### Records supplied ###
use crate::config::VerdictConfig;
use crate::types::{Finding, RiskLevel, Verdict};
use tracing::debug;

/// Why a review must request changes
#[derive(Debug, Clone, PartialEq, Eq)]
pub enum BlockReason {
    /// A finding in a blocking category at or above the blocking severity
    BlockingCategory { location: String, category: String },
    /// An agent flagged a finding as merge-blocking
    FlaggedByAgent { location: String, source: String },
    HighRisk,
}

impl std::fmt::Display for BlockReason {
    fn fmt(&self, f: &mut std::fmt::Formatter<'_>) -> std::fmt::Result {
        match self {
            Self::BlockingCategory { location, category } => {
                write!(f, "{} finding at {}", category, location)
            }
            Self::FlaggedByAgent { location, source } => {
                write!(f, "{} flagged {} as blocking", source, location)
            }
            Self::HighRisk => f.write_str("change set assessed as high risk"),
        }
    }
}

pub fn block_reasons(findings: &[Finding], risk: RiskLevel, config: &VerdictConfig) -> Vec<BlockReason> {
    let mut reasons = Vec::new();
    for finding in findings {
        if finding.blocking {
            reasons.push(BlockReason::FlaggedByAgent {
                location: finding.location(),
                source: finding.source.clone(),
            });
        }
        let blocking_category = config
            .blocking_categories
            .iter()
            .any(|c| c.eq_ignore_ascii_case(&finding.category));
        if blocking_category && finding.severity >= config.blocking_severity {
            reasons.push(BlockReason::BlockingCategory {
                location: finding.location(),
                category: finding.category.clone(),
            });
        }
    }
    if risk == RiskLevel::High && config.block_on_high_risk {
        reasons.push(BlockReason::HighRisk);
    }
    reasons
}

pub fn resolve_verdict(
    findings: &[Finding],
    overall_score: u8,
    risk: RiskLevel,
    config: &VerdictConfig,
) -> Verdict {
    let reasons = block_reasons(findings, risk, config);
    if let Some(first) = reasons.first() {
        debug!("Requesting changes ({} reason(s)), first: {}", reasons.len(), first);
        return Verdict::RequestChanges;
    }
    if overall_score >= config.approve_threshold {
        Verdict::Approve
    } else {
        Verdict::Comment
    }
}

#[cfg(test)]
mod tests {
    use super::*;
    use crate::types::Severity;

    #[test]
    fn test_high_security_finding_requests_changes() {
        let config = VerdictConfig::default();
        let findings = vec![
            Finding::new("a.ts", "Hardcoded secret")
                .with_line(5)
                .with_severity(Severity::High)
                .with_category("Security"),
        ];
        assert_eq!(
            resolve_verdict(&findings, 100, RiskLevel::Low, &config),
            Verdict::RequestChanges
        );
    }

    #[test]
    fn test_medium_security_finding_does_not_block() {
        let config = VerdictConfig::default();
        let findings = vec![
            Finding::new("a.ts", "Weak hash")
                .with_severity(Severity::Medium)
                .with_category("security"),
        ];
        assert_eq!(
            resolve_verdict(&findings, 90, RiskLevel::Low, &config),
            Verdict::Approve
        );
    }

    #[test]
    fn test_high_risk_requests_changes() {
        let config = VerdictConfig::default();
        assert_eq!(
            resolve_verdict(&[], 100, RiskLevel::High, &config),
            Verdict::RequestChanges
        );
        let lenient = VerdictConfig {
            block_on_high_risk: false,
            ..VerdictConfig::default()
        };
        assert_eq!(
            resolve_verdict(&[], 100, RiskLevel::High, &lenient),
            Verdict::Approve
        );
    }

    #[test]
    fn test_agent_flagged_blocking() {
        let config = VerdictConfig::default();
        let mut finding = Finding::new("general", "Breaks public API").with_source("Linus persona");
        finding.blocking = true;
        let reasons = block_reasons(&[finding], RiskLevel::Low, &config);
        assert_eq!(
            reasons,
            vec![BlockReason::FlaggedByAgent {
                location: "general".into(),
                source: "Linus persona".into(),
            }]
        );
    }

    #[test]
    fn test_threshold_boundary() {
        let config = VerdictConfig::default();
        assert_eq!(resolve_verdict(&[], 85, RiskLevel::Medium, &config), Verdict::Approve);
        assert_eq!(resolve_verdict(&[], 84, RiskLevel::Low, &config), Verdict::Comment);
    }

    #[test]
    fn test_custom_blocking_policy() {
        let config = VerdictConfig {
            approve_threshold: 95,
            blocking_categories: vec!["security".into(), "database".into()],
            blocking_severity: Severity::Medium,
            block_on_high_risk: true,
        };
        let findings = vec![
            Finding::new("m.sql", "Missing index")
                .with_severity(Severity::Medium)
                .with_category("database"),
        ];
        assert_eq!(
            resolve_verdict(&findings, 99, RiskLevel::Low, &config),
            Verdict::RequestChanges
        );
        assert_eq!(resolve_verdict(&[], 90, RiskLevel::Low, &config), Verdict::Comment);
    }
}
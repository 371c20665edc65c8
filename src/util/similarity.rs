/// Levenshtein edit distance over chars
pub fn levenshtein(a: &str, b: &str) -> usize {
    let a: Vec<char> = a.chars().collect();
    let b: Vec<char> = b.chars().collect();
    if a.is_empty() {
        return b.len();
    }
    if b.is_empty() {
        return a.len();
    }

    // Single rolling row over `b`
    let mut row: Vec<usize> = (0..=b.len()).collect();
    for (i, ca) in a.iter().enumerate() {
        let mut diagonal = row[0];
        row[0] = i + 1;
        for (j, cb) in b.iter().enumerate() {
            let above = row[j + 1];
            let cost = usize::from(ca != cb);
            row[j + 1] = (above + 1).min(row[j] + 1).min(diagonal + cost);
            diagonal = above;
        }
    }
    row[b.len()]
}

/// `1 - distance / len(longer)`, case-sensitive; two empty strings are identical
pub fn similarity(a: &str, b: &str) -> f64 {
    let (longer, shorter) = if a.chars().count() >= b.chars().count() {
        (a, b)
    } else {
        (b, a)
    };
    let len = longer.chars().count();
    if len == 0 {
        return 1.0;
    }
    1.0 - levenshtein(longer, shorter) as f64 / len as f64
}

#[cfg(test)]
mod tests {
    use super::*;

    #[test]
    fn test_levenshtein_known_values() {
        assert_eq!(levenshtein("kitten", "sitting"), 3);
        assert_eq!(levenshtein("", "abc"), 3);
        assert_eq!(levenshtein("abc", ""), 3);
        assert_eq!(levenshtein("same", "same"), 0);
        assert_eq!(levenshtein("flaw", "lawn"), 2);
    }

    #[test]
    fn test_levenshtein_counts_chars_not_bytes() {
        assert_eq!(levenshtein("héllo", "hello"), 1);
    }

    #[test]
    fn test_similarity_bounds() {
        assert_eq!(similarity("", ""), 1.0);
        assert_eq!(similarity("abc", "abc"), 1.0);
        assert_eq!(similarity("abc", ""), 0.0);
        assert_eq!(similarity("abcd", "xyzw"), 0.0);
    }

    #[test]
    fn test_similarity_is_symmetric_and_case_sensitive() {
        let s = similarity("let x = 1000;", "let x = LIMIT;");
        assert_eq!(s, similarity("let x = LIMIT;", "let x = 1000;"));
        assert!(similarity("Value", "value") < 1.0);
    }
}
###
Count how many lines above contain the word "push". Reply with the number alone.

3